- **Task details**: Every line between the top of the data below and the line with "use crate::tags::Tags;", both ends included, must be retyped exactly.

─── Records for this exercise

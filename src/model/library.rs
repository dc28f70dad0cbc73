//! The root aggregate: one documented library.

use super::argument::{ArgKind, ArgType, ArgumentDoc};
use super::datatype::{DataType, TypeRef};
use super::keyword::{KeywordDoc, KeywordParent};
use super::{DocFormat, LibraryType, Scope};
use crate::error::{LibdocError, Result};
use crate::format::DocFormatter;
use crate::output::LibdocOutput;
use crate::render::{self, Renderer};
use crate::tags::Tags;
use crate::toc;
use chrono::NaiveDateTime;
use serde::Serialize;
use serde_json::{json, Map, Value};
use std::collections::BTreeMap;
use std::io::Write;
use std::path::Path;

/// Format of the `generated` timestamp: day-separated date, no fractions.
pub const TIMESTAMP_FORMAT: &str = "%Y-%m-%d %H:%M:%S";

#[derive(Debug, Clone, PartialEq)]
pub struct LibraryDoc {
    pub name: String,
    doc: String,
    pub version: String,
    pub lib_type: LibraryType,
    pub scope: Scope,
    doc_format: DocFormat,
    pub source: Option<String>,
    /// `-1` when unknown.
    pub lineno: i64,
    inits: Vec<KeywordDoc>,
    keywords: Vec<KeywordDoc>,
    /// Display name → descriptor.
    data_types: BTreeMap<String, DataType>,
}

impl LibraryDoc {
    pub fn new(name: impl Into<String>) -> Self {
        LibraryDoc {
            name: name.into(),
            doc: String::new(),
            version: String::new(),
            lib_type: LibraryType::default(),
            scope: Scope::default(),
            doc_format: DocFormat::default(),
            source: None,
            lineno: -1,
            inits: Vec::new(),
            keywords: Vec::new(),
            data_types: BTreeMap::new(),
        }
    }

    pub fn with_doc(mut self, doc: impl Into<String>) -> Self {
        self.doc = doc.into();
        self
    }

    pub fn with_version(mut self, version: impl Into<String>) -> Self {
        self.version = version.into();
        self
    }

    pub fn with_type(mut self, lib_type: LibraryType) -> Self {
        self.lib_type = lib_type;
        self
    }

    pub fn with_scope(mut self, scope: Scope) -> Self {
        self.scope = scope;
        self
    }

    pub fn with_doc_format(mut self, doc_format: Option<DocFormat>) -> Self {
        self.set_doc_format(doc_format);
        self
    }

    pub fn with_source(mut self, source: impl Into<String>, lineno: i64) -> Self {
        self.source = Some(source.into());
        self.lineno = lineno;
        self
    }

    /// Documentation with any `%TOC%` marker expanded.
    pub fn doc(&self) -> String {
        toc::render_toc(self.doc_format, &self.doc, !self.inits.is_empty())
    }

    /// Documentation exactly as given.
    pub fn raw_doc(&self) -> &str {
        &self.doc
    }

    pub fn set_doc(&mut self, doc: impl Into<String>) {
        self.doc = doc.into();
    }

    pub fn doc_format(&self) -> DocFormat {
        self.doc_format
    }

    /// Set the documentation format; `None` means ROBOT.
    pub fn set_doc_format(&mut self, doc_format: Option<DocFormat>) {
        self.doc_format = doc_format.unwrap_or_default();
        self.refresh_parents();
    }

    pub fn inits(&self) -> &[KeywordDoc] {
        &self.inits
    }

    pub fn keywords(&self) -> &[KeywordDoc] {
        &self.keywords
    }

    pub fn data_types(&self) -> &BTreeMap<String, DataType> {
        &self.data_types
    }

    /// Registered data types ordered by their own name. A type registered
    /// under several display names is listed once.
    pub fn sorted_data_types(&self) -> Vec<&DataType> {
        let mut types: Vec<&DataType> = self.data_types.values().collect();
        types.sort_by(|a, b| a.name().cmp(b.name()));
        types.dedup_by(|a, b| a.name() == b.name());
        types
    }

    pub fn set_inits(&mut self, inits: Vec<KeywordDoc>) -> Result<()> {
        self.inits = self.adopt(inits)?;
        Ok(())
    }

    pub fn set_keywords(&mut self, keywords: Vec<KeywordDoc>) -> Result<()> {
        self.keywords = self.adopt(keywords)?;
        Ok(())
    }

    /// Replace the registered data types. Types referenced by the current
    /// inits and keywords are registered again afterwards.
    pub fn set_data_types<I>(&mut self, types: I) -> Result<()>
    where
        I: IntoIterator<Item = TypeRef>,
    {
        self.data_types.clear();
        for type_ref in types {
            match DataType::normalize(&type_ref)? {
                Some(descriptor) => {
                    self.data_types
                        .entry(descriptor.name().to_string())
                        .or_insert(descriptor);
                }
                None => tracing::debug!(?type_ref, "ignoring unsupported data type"),
            }
        }
        register_types(&mut self.data_types, &self.inits)?;
        register_types(&mut self.data_types, &self.keywords)?;
        Ok(())
    }

    /// Register argument types, attach the keywords to this library, freeze
    /// their short docs and sort them.
    fn adopt(&mut self, mut keywords: Vec<KeywordDoc>) -> Result<Vec<KeywordDoc>> {
        register_types(&mut self.data_types, &keywords)?;
        let parent = self.parent_info();
        for keyword in &mut keywords {
            keyword.set_parent(parent.clone());
            keyword.generate_shortdoc();
        }
        keywords.sort_by_cached_key(KeywordDoc::sort_key);
        Ok(keywords)
    }

    fn parent_info(&self) -> KeywordParent {
        KeywordParent {
            name: self.name.clone(),
            doc_format: self.doc_format,
        }
    }

    fn refresh_parents(&mut self) {
        let parent = self.parent_info();
        for keyword in self.inits.iter_mut().chain(self.keywords.iter_mut()) {
            if keyword.parent().is_some() {
                keyword.set_parent(parent.clone());
            }
        }
    }

    pub fn all_tags(&self) -> Tags {
        Tags::new(self.keywords.iter().flat_map(|kw| kw.tags.iter()))
    }

    /// Convert the library, init, keyword and data type docs to HTML.
    ///
    /// Calling this twice converts the already converted HTML again.
    pub fn convert_docs_to_html(&mut self) {
        let introduction = self.doc();
        let formatter = DocFormatter::new(
            self.keywords.iter().map(|kw| kw.name.as_str()),
            self.data_types.values().map(DataType::name),
            &introduction,
            self.doc_format,
        );
        self.doc = formatter.html(&introduction, true);
        for keyword in self.inits.iter_mut().chain(self.keywords.iter_mut()) {
            keyword.doc = formatter.html(&keyword.doc, false);
        }
        for data_type in self.data_types.values_mut() {
            let doc = formatter.html(data_type.doc(), false);
            data_type.set_doc(doc);
        }
        self.set_doc_format(Some(DocFormat::Html));
    }

    /// Dictionary form stamped with the current local time.
    pub fn to_dictionary(&self) -> Value {
        self.to_dictionary_at(chrono::Local::now().naive_local())
    }

    pub fn to_dictionary_at(&self, generated: NaiveDateTime) -> Value {
        let inits: Vec<Value> = self.inits.iter().map(KeywordDoc::to_dictionary).collect();
        let keywords: Vec<Value> = self.keywords.iter().map(KeywordDoc::to_dictionary).collect();
        let data_types: Vec<Value> = self
            .sorted_data_types()
            .into_iter()
            .map(DataType::to_dictionary)
            .collect();
        json!({
            "name": self.name,
            "doc": self.doc(),
            "version": self.version,
            "type": self.lib_type,
            "scope": self.scope,
            "doc_format": self.doc_format,
            "source": self.source,
            "lineno": self.lineno,
            "inits": inits,
            "keywords": keywords,
            "generated": generated.format(TIMESTAMP_FORMAT).to_string(),
            "all_tags": self.all_tags(),
            "data_types": data_types,
        })
    }

    /// JSON text; compact without `indent`, otherwise indented by that many
    /// spaces.
    pub fn to_json(&self, indent: Option<usize>) -> Result<String> {
        json_text(&self.to_dictionary(), indent)
    }

    pub fn to_json_at(&self, indent: Option<usize>, generated: NaiveDateTime) -> Result<String> {
        json_text(&self.to_dictionary_at(generated), indent)
    }

    pub fn from_json(text: &str) -> Result<Self> {
        Self::from_json_with_format(text, None)
    }

    /// Like [`from_json`](Self::from_json), with `doc_format` taking the
    /// place of the format stored in the spec.
    pub fn from_json_with_format(text: &str, doc_format: Option<DocFormat>) -> Result<Self> {
        let value: Value = serde_json::from_str(text)?;
        Self::from_dictionary_with_format(&value, doc_format)
    }

    /// Rebuild a library from its dictionary form.
    pub fn from_dictionary(value: &Value) -> Result<Self> {
        Self::from_dictionary_with_format(value, None)
    }

    /// The format is settled before keywords are adopted, so derived short
    /// docs follow `doc_format` when it is given.
    pub fn from_dictionary_with_format(
        value: &Value,
        doc_format: Option<DocFormat>,
    ) -> Result<Self> {
        let map = value.as_object().ok_or_else(|| LibdocError::UnknownValue {
            what: "library spec",
            value: "expected a JSON object".to_string(),
        })?;

        let mut lib = LibraryDoc::new(string_field(map, "name"))
            .with_doc(string_field(map, "doc"))
            .with_version(string_field(map, "version"));
        if let Some(lib_type) = str_field(map, "type") {
            lib.lib_type = lib_type.parse()?;
        }
        if let Some(scope) = str_field(map, "scope") {
            lib.scope = scope.parse()?;
        }
        lib.doc_format = match doc_format {
            Some(doc_format) => doc_format,
            None => DocFormat::parse_or_default(str_field(map, "doc_format"))?,
        };
        lib.source = str_field(map, "source").map(str::to_string);
        lib.lineno = lineno_field(map);

        let types = list_field(map, "data_types")
            .iter()
            .map(|value| TypeRef::Serialized(value.clone()));
        lib.set_data_types(types)?;

        let inits = keywords_from_list(list_field(map, "inits"), &lib.data_types)?;
        lib.set_inits(inits)?;
        let keywords = keywords_from_list(list_field(map, "keywords"), &lib.data_types)?;
        lib.set_keywords(keywords)?;
        Ok(lib)
    }

    /// Render in `format` (`html` or `json`) and write to `output`, or to
    /// stdout when no path is given.
    pub fn save(&self, output: Option<&Path>, format: &str) -> Result<()> {
        let renderer = render::create_renderer(format)?;
        self.save_with(output, renderer.as_ref())
    }

    pub fn save_with(&self, output: Option<&Path>, renderer: &dyn Renderer) -> Result<()> {
        let rendered = renderer.render(self)?;
        let mut out = LibdocOutput::open(output)?;
        out.write_all(rendered.as_bytes())?;
        out.finish()
    }
}

/// Normalize and register every type referenced by `keywords`' arguments
/// that is not registered yet. The first registration of a name wins.
pub fn register_types(
    registry: &mut BTreeMap<String, DataType>,
    keywords: &[KeywordDoc],
) -> Result<()> {
    let arg_types = keywords
        .iter()
        .flat_map(|kw| kw.args.iter())
        .flat_map(|arg| arg.types.iter());
    for arg_type in arg_types {
        if registry.contains_key(&arg_type.display) {
            continue;
        }
        if let Some(descriptor) = DataType::normalize(&arg_type.reference)? {
            tracing::debug!(
                name = %arg_type.display,
                kind = descriptor.super_name(),
                "registered data type"
            );
            registry.insert(arg_type.display.clone(), descriptor);
        }
    }
    Ok(())
}

fn json_text(value: &Value, indent: Option<usize>) -> Result<String> {
    let Some(width) = indent else {
        return Ok(serde_json::to_string(value)?);
    };
    let indent = " ".repeat(width);
    let formatter = serde_json::ser::PrettyFormatter::with_indent(indent.as_bytes());
    let mut buf = Vec::new();
    let mut serializer = serde_json::Serializer::with_formatter(&mut buf, formatter);
    value.serialize(&mut serializer)?;
    String::from_utf8(buf)
        .map_err(|e| LibdocError::Io(std::io::Error::new(std::io::ErrorKind::InvalidData, e)))
}

// -- Loading helpers ----------------------------------------------------------

fn str_field<'a>(map: &'a Map<String, Value>, key: &str) -> Option<&'a str> {
    map.get(key).and_then(Value::as_str)
}

fn string_field(map: &Map<String, Value>, key: &str) -> String {
    str_field(map, key).unwrap_or_default().to_string()
}

fn list_field<'a>(map: &'a Map<String, Value>, key: &str) -> &'a [Value] {
    map.get(key)
        .and_then(Value::as_array)
        .map(Vec::as_slice)
        .unwrap_or_default()
}

fn lineno_field(map: &Map<String, Value>) -> i64 {
    map.get("lineno").and_then(Value::as_i64).unwrap_or(-1)
}

/// Look a type name up by display name, then by descriptor name.
fn resolve_type<'a>(registry: &'a BTreeMap<String, DataType>, name: &str) -> Option<&'a DataType> {
    registry
        .get(name)
        .or_else(|| registry.values().find(|descriptor| descriptor.name() == name))
}

fn keywords_from_list(
    list: &[Value],
    registry: &BTreeMap<String, DataType>,
) -> Result<Vec<KeywordDoc>> {
    list.iter()
        .map(|value| keyword_from_dict(value, registry))
        .collect()
}

fn keyword_from_dict(value: &Value, registry: &BTreeMap<String, DataType>) -> Result<KeywordDoc> {
    let empty = Map::new();
    let map = value.as_object().unwrap_or(&empty);
    let args = list_field(map, "args")
        .iter()
        .map(|arg| argument_from_dict(arg, registry))
        .collect::<Result<Vec<_>>>()?;
    let tags = list_field(map, "tags").iter().filter_map(Value::as_str);
    let mut keyword = KeywordDoc::new(string_field(map, "name"))
        .with_doc(string_field(map, "doc"))
        .with_args(args)
        .with_tags(tags)
        .with_shortdoc(string_field(map, "shortdoc"));
    keyword.source = str_field(map, "source").map(str::to_string);
    keyword.lineno = lineno_field(map);
    Ok(keyword)
}

fn argument_from_dict(value: &Value, registry: &BTreeMap<String, DataType>) -> Result<ArgumentDoc> {
    let empty = Map::new();
    let map = value.as_object().unwrap_or(&empty);
    let kind = match map.get("kind") {
        Some(kind) => serde_json::from_value::<ArgKind>(kind.clone()).map_err(|_| {
            LibdocError::UnknownValue {
                what: "argument kind",
                value: kind.to_string(),
            }
        })?,
        None => ArgKind::default(),
    };
    let type_names: Vec<&str> = match map.get("type") {
        Some(Value::Array(names)) => names.iter().filter_map(Value::as_str).collect(),
        Some(Value::String(name)) => vec![name.as_str()],
        _ => Vec::new(),
    };
    let mut arg = ArgumentDoc::new(string_field(map, "name"), kind);
    for name in type_names {
        arg = arg.with_type(match resolve_type(registry, name) {
            Some(descriptor) => ArgType::new(name, TypeRef::Descriptor(descriptor.clone())),
            None => ArgType::plain(name),
        });
    }
    arg.default = match map.get("default") {
        None | Some(Value::Null) => None,
        Some(Value::String(s)) => Some(s.clone()),
        Some(other) => Some(other.to_string()),
    };
    Ok(arg)
}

──────

- **Response below**:
filename src/model/library.rs
repository dc28f70dad0cbc73
//! The root aggregate: one documented library.

use super::argument::{ArgKind, ArgType, ArgumentDoc};
use super::datatype::{DataType, TypeRef};
use super::keyword::{KeywordDoc, KeywordParent};
use super::{DocFormat, LibraryType, Scope};
use crate::error::{LibdocError, Result};
use crate::format::DocFormatter;
use crate::output::LibdocOutput;
use crate::render::{self, Renderer};
use crate::tags::Tags;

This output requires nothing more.